Autor: Eça de Queirós
Ano: 1901
Editora: Jornal de notícias
Número de páginas: 175
Lido entre 07/01/2008 e 26/02/2008 (51 dias)
Classificação: 2/5
Opinião e sinopse:Antes de mais nada quero dizer que o Eça de Queirós é o meu escritor preferido. Posto isto, irei contar um pouco sobre o livro.
E que melhor descrição fazer senão a descrição que eu mesma fiz, aqui há uns tempos? Portanto, vou transcrever-me a mim própria. :)
"Este foi o 3º livro terminado este ano. Ao contrário da grande maioria dos livros do Eça, este demorou imenso tempo a ser lido por mim. Era um bocado seca, com pouquíssima acção e não gostei muito.

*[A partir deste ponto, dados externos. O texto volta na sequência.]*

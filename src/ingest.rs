//! Ingestion: chunk → embed → upsert.
//!
//! Two sources feed the index:
//!
//! - Every `.md` / `.txt` file under a directory becomes one or more
//!   passages with ids `"{relative_path}#{n}"`.
//! - The campus events calendar becomes one passage per upcoming event,
//!   with ids `"calendar#{n}"` in start order and `topic = events`.
//!
//! Re-ingesting a source replaces its passages and deletes any left over
//! from a longer previous version. A passage whose content hash matches
//! the indexed copy keeps its embedding, and a source with no changes is
//! not written at all. Writes that hit a running index rebuild are retried
//! with the shared policy. When anything changed, cache entries keyed on
//! the previous index version are dropped.

use std::collections::BTreeMap;
use std::path::Path;
use std::time::Duration;

use anyhow::{bail, Context, Result};
use campus_copilot_core::calendar::{self, CalendarEvent};
use campus_copilot_core::chunk::{chunk_text, Passage};
use campus_copilot_core::models::Document;
use campus_copilot_core::store::VectorIndex;
use chrono::Utc;
use tracing::{debug, info, warn};
use walkdir::WalkDir;

use crate::cache::{self, AnswerCache};
use crate::config::Config;
use crate::embedding::EmbeddingGateway;
use crate::retry::RetryPolicy;

/// Id prefix of calendar passages.
pub const CALENDAR_SOURCE: &str = "calendar";
const HASH_KEY: &str = "content_hash";

#[derive(Debug, Clone, Copy, Default, PartialEq, Eq)]
pub struct IngestStats {
    pub files: usize,
    /// Calendar events indexed.
    pub events: usize,
    pub passages: usize,
    /// Sources whose passages all matched the indexed copies.
    pub unchanged: usize,
    /// Passages whose stored embedding was kept.
    pub reused: usize,
    /// Stale passages deleted after a source shrank.
    pub removed: usize,
    /// Files skipped because they were empty or failed to embed.
    pub skipped: usize,
}

pub async fn ingest_directory(
    root: &Path,
    index: &dyn VectorIndex,
    gateway: &EmbeddingGateway,
    cache: &dyn AnswerCache,
    config: &Config,
) -> Result<IngestStats> {
    if !root.is_dir() {
        bail!("Ingest root does not exist or is not a directory: {}", root.display());
    }

    let writer = PassageWriter::new(index, gateway, config);
    let version_before = index.version();
    let mut stats = IngestStats::default();

    for (path, relative) in scan(root, &config.ingest.extensions)? {
        let body = std::fs::read_to_string(&path)
            .with_context(|| format!("Failed to read {}", path.display()))?;
        let updated_at = modified_secs(&path);
        let passages = chunk_text(&relative, &body, config.ingest.chunk_max_tokens);
        if passages.is_empty() {
            stats.skipped += 1;
            continue;
        }

        let pending = passages
            .into_iter()
            .map(|passage| Pending {
                metadata: file_metadata(&relative, passage.index),
                source_uri: relative.clone(),
                updated_at,
                passage,
            })
            .collect();
        match writer.replace(&relative, pending).await? {
            Some(written) => {
                stats.files += 1;
                written.add_to(&mut stats);
            }
            None => stats.skipped += 1,
        }
    }

    finish(index, cache, version_before, &stats);
    Ok(stats)
}

/// Index the upcoming events of an iCalendar feed. `source` is an
/// `http(s)` URL or a local file path.
pub async fn ingest_calendar(
    source: &str,
    index: &dyn VectorIndex,
    gateway: &EmbeddingGateway,
    cache: &dyn AnswerCache,
    config: &Config,
) -> Result<IngestStats> {
    let events = upcoming_events(source, config).await?;
    let writer = PassageWriter::new(index, gateway, config);
    let version_before = index.version();
    let mut stats = IngestStats::default();

    let pending = events
        .iter()
        .enumerate()
        .map(|(n, event)| Pending {
            passage: Passage::new(CALENDAR_SOURCE, n, event.to_text()),
            source_uri: event.url.clone().unwrap_or_else(|| source.to_string()),
            metadata: event_metadata(event),
            updated_at: event.start.timestamp(),
        })
        .collect();
    match writer.replace(CALENDAR_SOURCE, pending).await? {
        Some(written) => {
            stats.events = events.len();
            written.add_to(&mut stats);
        }
        None => stats.skipped += 1,
    }

    finish(index, cache, version_before, &stats);
    Ok(stats)
}

/// Fetch the feed and keep its next `events_limit` events, earliest first.
pub async fn upcoming_events(source: &str, config: &Config) -> Result<Vec<CalendarEvent>> {
    let body = fetch_calendar(source, config.ingest.events_timeout()).await?;
    let events = calendar::upcoming(
        calendar::parse_calendar(&body),
        Utc::now(),
        config.ingest.events_limit,
    );
    debug!(source, events = events.len(), "calendar parsed");
    Ok(events)
}

async fn fetch_calendar(source: &str, timeout: Duration) -> Result<String> {
    if source.starts_with("http://") || source.starts_with("https://") {
        let client = reqwest::Client::builder().timeout(timeout).build()?;
        let response = client
            .get(source)
            .send()
            .await
            .with_context(|| format!("Failed to fetch calendar {}", source))?;
        let status = response.status();
        if !status.is_success() {
            bail!("Calendar {} returned HTTP {}", source, status.as_u16());
        }
        Ok(response.text().await?)
    } else {
        std::fs::read_to_string(source)
            .with_context(|| format!("Failed to read calendar {}", source))
    }
}

fn finish(index: &dyn VectorIndex, cache: &dyn AnswerCache, version_before: u64, stats: &IngestStats) {
    if index.version() != version_before {
        if let Err(e) = cache.invalidate_by_prefix(&cache::version_prefix(version_before)) {
            warn!(error = %e, "cache invalidation failed");
        }
    }

    info!(
        files = stats.files,
        events = stats.events,
        passages = stats.passages,
        unchanged = stats.unchanged,
        reused = stats.reused,
        removed = stats.removed,
        skipped = stats.skipped,
        version = index.version(),
        "ingest finished"
    );
}

// ============ Writing ============

/// One passage about to be written.
struct Pending {
    passage: Passage,
    source_uri: String,
    metadata: BTreeMap<String, String>,
    updated_at: i64,
}

#[derive(Debug, Clone, Copy, Default, PartialEq, Eq)]
struct Written {
    passages: usize,
    reused: usize,
    removed: usize,
    unchanged: bool,
}

impl Written {
    fn add_to(self, stats: &mut IngestStats) {
        stats.passages += self.passages;
        stats.reused += self.reused;
        stats.removed += self.removed;
        if self.unchanged {
            stats.unchanged += 1;
        }
    }
}

struct PassageWriter<'a> {
    index: &'a dyn VectorIndex,
    gateway: &'a EmbeddingGateway,
    policy: RetryPolicy,
    write_timeout: Duration,
}

impl<'a> PassageWriter<'a> {
    fn new(index: &'a dyn VectorIndex, gateway: &'a EmbeddingGateway, config: &Config) -> Self {
        Self {
            index,
            gateway,
            policy: RetryPolicy::from_config(&config.retry),
            write_timeout: config.retrieval.timeout(),
        }
    }

    /// Replace every passage of `source` with `pending`. Returns `None`
    /// when an embedding failed; the indexed copy is then left as it was.
    async fn replace(&self, source: &str, pending: Vec<Pending>) -> Result<Option<Written>> {
        let mut docs = Vec::with_capacity(pending.len());
        let mut reused = 0;
        for item in pending {
            let embedding = match self.indexed_embedding(&item.passage).await {
                Some(embedding) => {
                    reused += 1;
                    embedding
                }
                None => match self.gateway.embed(&item.passage.text).await {
                    Ok(embedding) => embedding,
                    Err(e) => {
                        warn!(source, error = %e, "embedding failed, skipping source");
                        return Ok(None);
                    }
                },
            };
            let mut metadata = item.metadata;
            metadata.insert(HASH_KEY.to_string(), item.passage.hash.clone());
            docs.push(Document {
                id: item.passage.id,
                text: item.passage.text,
                source_uri: item.source_uri,
                embedding,
                metadata,
                updated_at: item.updated_at,
            });
        }

        let count = docs.len();
        let first_stale = format!("{}#{}", source, count);
        let has_stale = matches!(self.index.get(&first_stale).await, Ok(Some(_)));
        if reused == count && !has_stale {
            debug!(source, passages = count, "source unchanged");
            return Ok(Some(Written {
                passages: count,
                reused,
                removed: 0,
                unchanged: true,
            }));
        }

        if count > 0 {
            self.policy
                .run("vector_index", self.write_timeout, || {
                    let docs = docs.clone();
                    async move { self.index.upsert(docs).await }
                })
                .await
                .map_err(|e| {
                    anyhow::anyhow!(
                        "Failed to index {} after {} attempt(s): {}",
                        source,
                        e.attempts,
                        e.error
                    )
                })?;
        }

        let mut removed = 0;
        loop {
            let stale = format!("{}#{}", source, count + removed);
            let deleted = self
                .policy
                .run("vector_index", self.write_timeout, || self.index.delete(&stale))
                .await
                .map_err(|e| anyhow::anyhow!("Failed to prune {}: {}", stale, e.error))?;
            if !deleted {
                break;
            }
            removed += 1;
        }

        debug!(source, passages = count, reused, removed, "indexed source");
        Ok(Some(Written {
            passages: count,
            reused,
            removed,
            unchanged: false,
        }))
    }

    /// The stored embedding of `passage`, if the indexed copy has the same
    /// content hash.
    async fn indexed_embedding(&self, passage: &Passage) -> Option<Vec<f32>> {
        let doc = self.index.get(&passage.id).await.ok().flatten()?;
        (doc.metadata.get(HASH_KEY) == Some(&passage.hash)).then_some(doc.embedding)
    }
}

// ============ Sources ============

/// Matching files under `root` as `(path, relative path)`, sorted.
/// Hidden directories are not descended into.
fn scan(root: &Path, extensions: &[String]) -> Result<Vec<(std::path::PathBuf, String)>> {
    let mut files = Vec::new();
    let walker = WalkDir::new(root).into_iter().filter_entry(|e| {
        e.depth() == 0 || !e.file_name().to_string_lossy().starts_with('.')
    });
    for entry in walker {
        let entry = entry?;
        if !entry.file_type().is_file() {
            continue;
        }
        let path = entry.path();
        let matches = path
            .extension()
            .map(|ext| extensions.iter().any(|e| ext.eq_ignore_ascii_case(e.as_str())))
            .unwrap_or(false);
        if !matches {
            continue;
        }
        let relative = path
            .strip_prefix(root)
            .unwrap_or(path)
            .components()
            .map(|c| c.as_os_str().to_string_lossy().into_owned())
            .collect::<Vec<_>>()
            .join("/");
        files.push((path.to_path_buf(), relative));
    }
    files.sort_by(|a, b| a.1.cmp(&b.1));
    Ok(files)
}

/// `topic` is the first path component, or `general` for top-level files.
fn file_metadata(relative: &str, chunk_index: usize) -> BTreeMap<String, String> {
    let topic = match relative.split_once('/') {
        Some((dir, _)) => dir.to_string(),
        None => "general".to_string(),
    };
    let mut meta = BTreeMap::new();
    meta.insert("topic".to_string(), topic);
    meta.insert("path".to_string(), relative.to_string());
    meta.insert("chunk_index".to_string(), chunk_index.to_string());
    meta
}

fn event_metadata(event: &CalendarEvent) -> BTreeMap<String, String> {
    let mut meta = BTreeMap::new();
    meta.insert("topic".to_string(), "events".to_string());
    meta.insert("title".to_string(), event.title.clone());
    meta.insert("start".to_string(), event.start.to_rfc3339());
    if let Some(location) = &event.location {
        meta.insert("location".to_string(), location.clone());
    }
    meta
}

fn modified_secs(path: &Path) -> i64 {
    std::fs::metadata(path)
        .and_then(|m| m.modified())
        .ok()
        .and_then(|t| t.duration_since(std::time::SystemTime::UNIX_EPOCH).ok())
        .map(|d| d.as_secs() as i64)
        .unwrap_or(0)
}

Aliás, eu conseguiria resumir a história em meia dúzia de linhas. Vou tentar desenvolver a ideia e não revelar o final, porque não se devem contar os finais. :)
Jacinto é um português de trinta e tal anos, que vive em Paris há tempo suficiente para se habituar às rotinas daquele lugar. Como é suficientemente rico, tem todas as comodidades e luxos possíveis e imaginários. Uma boa parte do livro descreve os luxos e as novas máquinas que Jacinto vai adquirindo, assim como as vezes em que estas se avariam e a confusão que aquilo provoca.
A meio do livro, Jacinto informa Zé Fernandes - um amigo português que o foi visitar a Paris - que decidiu regressar a Portugal, e ficar neste país por uns tempos, tratando de uns assuntos relacionados com as suas propriedades e os seus antepassados.
Resolve pôr-se a caminho de Portugal com dezenas de malas atrás dele... e a meio do percurso perde-as. Será que ele vai conseguir viver em Portugal, um país incrivelmente atrasado em comparação com todos os luxos que ele dispunha na cidade de Paris, e com o clima da serra tão agreste?"